What is needed
Every entry is to be written out word for word.

[[ Input open ]]

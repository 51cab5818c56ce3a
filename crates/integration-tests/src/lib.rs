//! End-to-end test harness for the Verdant cart API.
//!
//! [`TestServer`] runs the real storefront application on an ephemeral
//! localhost port; tests talk to it over HTTP with `verdant-client` or plain
//! `reqwest`.
//!
//! ```rust,ignore
//! #[tokio::test]
//! async fn test_health() {
//!     let server = TestServer::start().await;
//!     let resp = reqwest::get(server.url("/health")).await.unwrap();
//!     assert_eq!(resp.status(), 200);
//! }
//! ```

#![cfg_attr(not(test), forbid(unsafe_code))]

use std::net::SocketAddr;

use tokio::net::TcpListener;
use tokio::task::JoinHandle;

use verdant_client::CartClient;
use verdant_core::SessionId;
use verdant_storefront::catalog::ProductCatalog;
use verdant_storefront::config::StorefrontConfig;
use verdant_storefront::state::AppState;

/// A storefront server bound to `127.0.0.1:0`, stopped when dropped.
pub struct TestServer {
    addr: SocketAddr,
    handle: JoinHandle<()>,
}

impl TestServer {
    /// Start a server with default configuration and the built-in catalog.
    pub async fn start() -> Self {
        let catalog = ProductCatalog::builtin().expect("Built-in catalog should load");
        Self::start_with(StorefrontConfig::default(), catalog).await
    }

    /// Start a server with the given configuration and catalog.
    pub async fn start_with(config: StorefrontConfig, catalog: ProductCatalog) -> Self {
        let listener = TcpListener::bind("127.0.0.1:0")
            .await
            .expect("Failed to bind test listener");
        let addr = listener.local_addr().expect("Listener has no local address");
        let app = verdant_storefront::app(AppState::new(&config, catalog));

        let handle = tokio::spawn(async move {
            axum::serve(listener, app)
                .await
                .expect("Test server error");
        });

        Self { addr, handle }
    }

    /// Base URL of the running server, without a trailing slash.
    #[must_use]
    pub fn base_url(&self) -> String {
        format!("http://{}", self.addr)
    }

    /// Absolute URL for `path` on the running server.
    #[must_use]
    pub fn url(&self, path: &str) -> String {
        format!("{}{path}", self.base_url())
    }

    /// A cart client pointed at this server.
    #[must_use]
    pub fn client(&self) -> CartClient {
        CartClient::new(&self.base_url()).expect("Test server URL is valid")
    }
}

impl Drop for TestServer {
    fn drop(&mut self) {
        self.handle.abort();
    }
}

/// A session id unique to the calling test.
#[must_use]
pub fn test_session(name: &str) -> SessionId {
    SessionId::parse(&format!("it-{name}")).expect("Test session name is valid")
}
//! HTTP middleware and extractors for the storefront.
//!
//! # Middleware Order (bottom to top in Router)
//!
//! 1. Sentry layers (capture errors, one hub per request)
//! 2. CORS (permissive, answers preflights)
//! 3. `TraceLayer` (request span with method, uri, status, latency)
//! 4. Request ID (add unique ID to each request and its span)

pub mod request_id;
pub mod session;

pub use request_id::{REQUEST_ID_HEADER, request_id_middleware};
pub use session::{CartSession, ProductParam};
//! HTTP route handlers for the storefront API.
//!
//! # Route Structure
//!
//! ```text
//! GET  /health                                   - Health check
//!
//! # Cart (session from x-session-id header, or the shared anonymous cart)
//! GET     /api/cart                              - List items
//! POST    /api/cart                              - Add item {productId, quantity?}
//!
//! # Cart (session in path)
//! GET     /api/cart/{session}                    - List items
//! POST    /api/cart/{session}                    - Add item {productId, quantity?}
//! DELETE  /api/cart/{session}                    - Clear cart
//! PUT     /api/cart/{session}/items/{product_id} - Set quantity {quantity}
//! DELETE  /api/cart/{session}/items/{product_id} - Remove item
//! GET     /api/cart/{session}/summary            - Totals at current prices
//!
//! # Products
//! GET  /api/products                             - Product listing (?category=)
//! GET  /api/products/{product_id}                - Product detail
//! ```
//!
//! `OPTIONS` on any path is answered by the CORS layer. Any other method on
//! these paths answers 405 with an `{error}` body.

pub mod cart;
pub mod products;

use axum::{
    Router,
    http::Method,
    routing::{get, put},
};

use crate::error::AppError;
use crate::state::AppState;

/// Fallback for methods a route does not support.
pub async fn method_not_allowed(method: Method) -> AppError {
    AppError::MethodNotAllowed(method)
}

/// Create the cart routes router.
pub fn cart_routes() -> Router<AppState> {
    Router::new()
        .route(
            "/",
            get(cart::show)
                .post(cart::add)
                .fallback(method_not_allowed),
        )
        .route(
            "/{session}",
            get(cart::show)
                .post(cart::add)
                .delete(cart::clear)
                .fallback(method_not_allowed),
        )
        .route(
            "/{session}/items/{product_id}",
            put(cart::update)
                .delete(cart::remove)
                .fallback(method_not_allowed),
        )
        .route(
            "/{session}/summary",
            get(cart::summary).fallback(method_not_allowed),
        )
}

/// Create the product routes router.
pub fn product_routes() -> Router<AppState> {
    Router::new()
        .route(
            "/",
            get(products::index).fallback(method_not_allowed),
        )
        .route(
            "/{product_id}",
            get(products::show).fallback(method_not_allowed),
        )
}

/// Create all API routes for the storefront.
pub fn routes() -> Router<AppState> {
    Router::new()
        .nest("/api/cart", cart_routes())
        .nest("/api/products", product_routes())
}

[[ Input closed ]]

Expected output
repository 51cab5818c56ce3a
filename crates/integration-tests/src/lib.rs
//! End-to-end test harness for the Verdant cart API.
//!
//! [`TestServer`] runs the real storefront application on an ephemeral
//! localhost port; tests talk to it over HTTP with `verdant-client` or plain
//! `reqwest`.
//!
//! ```rust,ignore
//! #[tokio::test]
//! async fn test_health() {
//!     let server = TestServer::start().await;
//!     let resp = reqwest::get(server.url("/health")).await.unwrap();
//!     assert_eq!(resp.status(), 200);
//! }
//! ```

#![cfg_attr(not(test), forbid(unsafe_code))]

use std::net::SocketAddr;

use tokio::net::TcpListener;
use tokio::task::JoinHandle;

use verdant_client::CartClient;
use verdant_core::SessionId;
use verdant_storefront::catalog::ProductCatalog;
use verdant_storefront::config::StorefrontConfig;
use verdant_storefront::state::AppState;

/// A storefront server bound to `127.0.0.1:0`, stopped when dropped.
pub struct TestServer {
    addr: SocketAddr,
    handle: JoinHandle<()>,
}

impl TestServer {
    /// Start a server with default configuration and the built-in catalog.
    pub async fn start() -> Self {
        let catalog = ProductCatalog::builtin().expect("Built-in catalog should load");
        Self::start_with(StorefrontConfig::default(), catalog).await
    }

    /// Start a server with the given configuration and catalog.
    pub async fn start_with(config: StorefrontConfig, catalog: ProductCatalog) -> Self {
        let listener = TcpListener::bind("127.0.0.1:0")
            .await
            .expect("Failed to bind test listener");
        let addr = listener.local_addr().expect("Listener has no local address");
        let app = verdant_storefront::app(AppState::new(&config, catalog));

        let handle = tokio::spawn(async move {
            axum::serve(listener, app)
                .await
                .expect("Test server error");
        });

        Self { addr, handle }
    }

    /// Base URL of the running server, without a trailing slash.
    #[must_use]
    pub fn base_url(&self) -> String {
        format!("http://{}", self.addr)
    }

    /// Absolute URL for `path` on the running server.
    #[must_use]
    pub fn url(&self, path: &str) -> String {
        format!("{}{path}", self.base_url())
    }

    /// A cart client pointed at this server.
    #[must_use]
    pub fn client(&self) -> CartClient {
        CartClient::new(&self.base_url()).expect("Test server URL is valid")
    }
}

impl Drop for TestServer {
    fn drop(&mut self) {
        self.handle.abort();
    }
}

/// A session id unique to the calling test.
#[must_use]
pub fn test_session(name: &str) -> SessionId {
    SessionId::parse(&format!("it-{name}")).expect("Test session name is valid")
}
//! HTTP middleware and extractors for the storefront.
//!
//! # Middleware Order (bottom to top in Router)
//!
//! 1. Sentry layers (capture errors, one hub per request)
//! 2. CORS (permissive, answers preflights)
//! 3. `TraceLayer` (request span with method, uri, status, latency)
//! 4. Request ID (add unique ID to each request and its span)

pub mod request_id;
pub mod session;

pub use request_id::{REQUEST_ID_HEADER, request_id_middleware};
pub use session::{CartSession, ProductParam};
//! HTTP route handlers for the storefront API.
//!
//! # Route Structure
//!
//! ```text
//! GET  /health                                   - Health check
//!
//! # Cart (session from x-session-id header, or the shared anonymous cart)
//! GET     /api/cart                              - List items
//! POST    /api/cart                              - Add item {productId, quantity?}
//!
//! # Cart (session in path)
//! GET     /api/cart/{session}                    - List items
//! POST    /api/cart/{session}                    - Add item {productId, quantity?}
//! DELETE  /api/cart/{session}                    - Clear cart
//! PUT     /api/cart/{session}/items/{product_id} - Set quantity {quantity}
//! DELETE  /api/cart/{session}/items/{product_id} - Remove item
//! GET     /api/cart/{session}/summary            - Totals at current prices
//!
//! # Products
//! GET  /api/products                             - Product listing (?category=)
//! GET  /api/products/{product_id}                - Product detail
//! ```
//!
//! `OPTIONS` on any path is answered by the CORS layer. Any other method on
//! these paths answers 405 with an `{error}` body.

pub mod cart;
pub mod products;

use axum::{
    Router,
    http::Method,
    routing::{get, put},
};

use crate::error::AppError;
use crate::state::AppState;

/// Fallback for methods a route does not support.
pub async fn method_not_allowed(method: Method) -> AppError {
    AppError::MethodNotAllowed(method)
}

/// Create the cart routes router.
pub fn cart_routes() -> Router<AppState> {
    Router::new()
        .route(
            "/",
            get(cart::show)
                .post(cart::add)
                .fallback(method_not_allowed),
        )
        .route(
            "/{session}",
            get(cart::show)
                .post(cart::add)
                .delete(cart::clear)
                .fallback(method_not_allowed),
        )
        .route(
            "/{session}/items/{product_id}",
            put(cart::update)
                .delete(cart::remove)
                .fallback(method_not_allowed),
        )
        .route(
            "/{session}/summary",
            get(cart::summary).fallback(method_not_allowed),
        )
}

/// Create the product routes router.
pub fn product_routes() -> Router<AppState> {
    Router::new()
        .route(
            "/",
            get(products::index).fallback(method_not_allowed),
        )
        .route(
            "/{product_id}",
            get(products::show).fallback(method_not_allowed),
        )
}

/// Create all API routes for the storefront.
pub fn routes() -> Router<AppState> {
    Router::new()
        .nest("/api/cart", cart_routes())
        .nest("/api/products", product_routes())
}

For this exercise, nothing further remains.